Tuesday, April 25, 2006

A Vision for the Democratic Party

For much of my life I've considered myself politically independent, and typically to the left of either major party. In fact, though I'm now ashamed to admit it, I didn't even vote in the 2000 presidential election.

But then Bush happened, and I realized that the only hope for getting rid of this fool, criminal, satanic minion fellow was by supporting the opposing party.

And so, in 2004, after initially supporting Howard Dean, I held my nose and voted for Kerry.

And we all know how well that turned out.

Now it may well be that Republican depredations and incompetence have grown so great that Democrats can win simply by pointing out that hey, at least they're not Republicans.

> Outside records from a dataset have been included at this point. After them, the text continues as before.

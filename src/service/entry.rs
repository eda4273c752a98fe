use std::sync::Arc;

use axum::extract::{Form, Path, State};
use axum::http::StatusCode;
use axum::response::IntoResponse;
use serde::Deserialize;

use crate::error::AppError;
use crate::namespace;
use crate::utils::paths::ROOT;
use crate::utils::state::AppState;

#[derive(Debug, Deserialize)]
pub struct MkdirForm {
    pub name: Option<String>,
    pub path: Option<String>,
}

#[derive(Debug, Deserialize)]
pub struct RenameForm {
    pub new_name: Option<String>,
}

#[derive(Debug, Deserialize)]
pub struct MoveForm {
    pub newpath: Option<String>,
}

fn required(value: Option<String>, field: &str) -> Result<String, AppError> {
    value
        .filter(|v| !v.is_empty())
        .ok_or_else(|| AppError::BadRequest(format!("{field} cant be empty")))
}

/// POST /api/v1/mkdir
pub async fn mkdir_handler(
    State(state): State<Arc<AppState>>,
    Form(form): Form<MkdirForm>,
) -> Result<impl IntoResponse, AppError> {
    let name = required(form.name, "name")?;
    let path = form.path.unwrap_or_else(|| ROOT.to_string());
    namespace::create_dir(state.store.as_ref(), &path, &name).await?;
    Ok(StatusCode::CREATED)
}

/// POST /api/v1/rename/{id}
pub async fn rename_handler(
    State(state): State<Arc<AppState>>,
    Path(id): Path<String>,
    Form(form): Form<RenameForm>,
) -> Result<impl IntoResponse, AppError> {
    let new_name = required(form.new_name, "new_name")?;
    namespace::rename(state.store.as_ref(), &id, &new_name).await?;
    Ok(StatusCode::OK)
}

/// POST /api/v1/move/{id}
pub async fn move_handler(
    State(state): State<Arc<AppState>>,
    Path(id): Path<String>,
    Form(form): Form<MoveForm>,
) -> Result<impl IntoResponse, AppError> {
    let newpath = required(form.newpath, "newpath")?;
    namespace::move_entry(state.store.as_ref(), &id, &newpath).await?;
    Ok(StatusCode::OK)
}

/// DELETE /api/v1/delete/{id}
pub async fn delete_handler(
    State(state): State<Arc<AppState>>,
    Path(id): Path<String>,
) -> Result<impl IntoResponse, AppError> {
    namespace::delete(state.store.as_ref(), &id).await?;
    Ok(StatusCode::OK)
}
//! Fragment backend adapter (cAdapter)
//!
//! Submodules:
//! - `client`: the `FragmentBackend` trait and the `FragmentClient` read path
//! - `cdn`: public CDN attachments fetched over HTTP
//! - `s3`: S3-compatible bucket mirror
//! - `localfs`: local directory, for development and tests
//!
pub mod cdn;
pub mod client;
pub mod localfs;
pub mod s3;

pub use client::{BackendError, FragmentBackend, FragmentClient};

But would it not be better to take the opportunity of the GOP collapse to establish a more lasting Democratic and progressive ethos? To shift the center a little back to the left?

In an important article in The American Prospect (which you should read in full here) Prospect editor Michael Tomasky makes the case for a unifying principle for today's Democratic party.

For many years -- during their years of dominance and success, the period of the New Deal up through the first part of the Great Society -- the Democrats practiced a brand of liberalism quite different from today’s. Yes, it certainly sought to expand both rights and prosperity. But it did something more: That liberalism was built around the idea -- the philosophical principle -- that citizens should be called upon to look beyond their own self-interest and work for a greater common interest.

This, historically, is the moral basis of liberal governance -- not justice, not equality, not rights, not diversity, not government, and not even prosperity or opportunity. Liberal governance is about demanding of citizens that they balance self-interest with common interest. Any rank-and-file liberal is a liberal because she or he somehow or another, through reading or experience or both, came to believe in this principle. And every leading Democrat became a Democrat because on some level, she or he believes this, too. [Emphasis mine - SK]

Mr. Tomasky's essay and argument needs to be read in full to be appreciated (yes, I know it's long, but it may be one of the most important essays you'll read this year). But the gist is this, that to be truly successful, the Democratic party has to move away from the simple single-issue, litmus test sort of politics to which it has become addicted. And, equally important, those single-issue groups so accustomed to guiding Democratic politics need to recognize their own self-interest in promoting a broader set of Democratic goals.
Interest groups need to start thinking in common-good terms. Much of the work done by these groups, and many of their goals, are laudable. But if they can’t justify that work and those goals in more universalist terms rather than particularist ones, then they just shouldn’t be taken seriously. Immigration policy can’t be chiefly about the rights of undocumented immigrants; it needs to be about what’s good for the country. Similarly with civil-rights policy -- affirmative action, say, which will surely be up for review one day again when a case reaches the Roberts court. As I noted above, when talking about Gingrich’s failure in 1995, there exist powerful common-good arguments for affirmative action. In addition to the idea that diversity enriches private-sector environments, affirmative action has been the most important single factor in the last 40 years in the broad expansion of the black middle class, which in turn (as more blacks and whites work and live together) has dramatically improved race relations in this county, which has been good, as LBJ would put it, for every American.

As Mr. Tomasky puts it, the common good is common sense. It also happens to stand in sharp contrast to the every man for himself, social Darwinism that characterizes the modern Republican party.

And wouldn't it be nice, the next time your annoying Naderite friend starts ranting as to how the two parties are the same, to be able to contradict him?

And wouldn't it be nice to vote without holding your nose?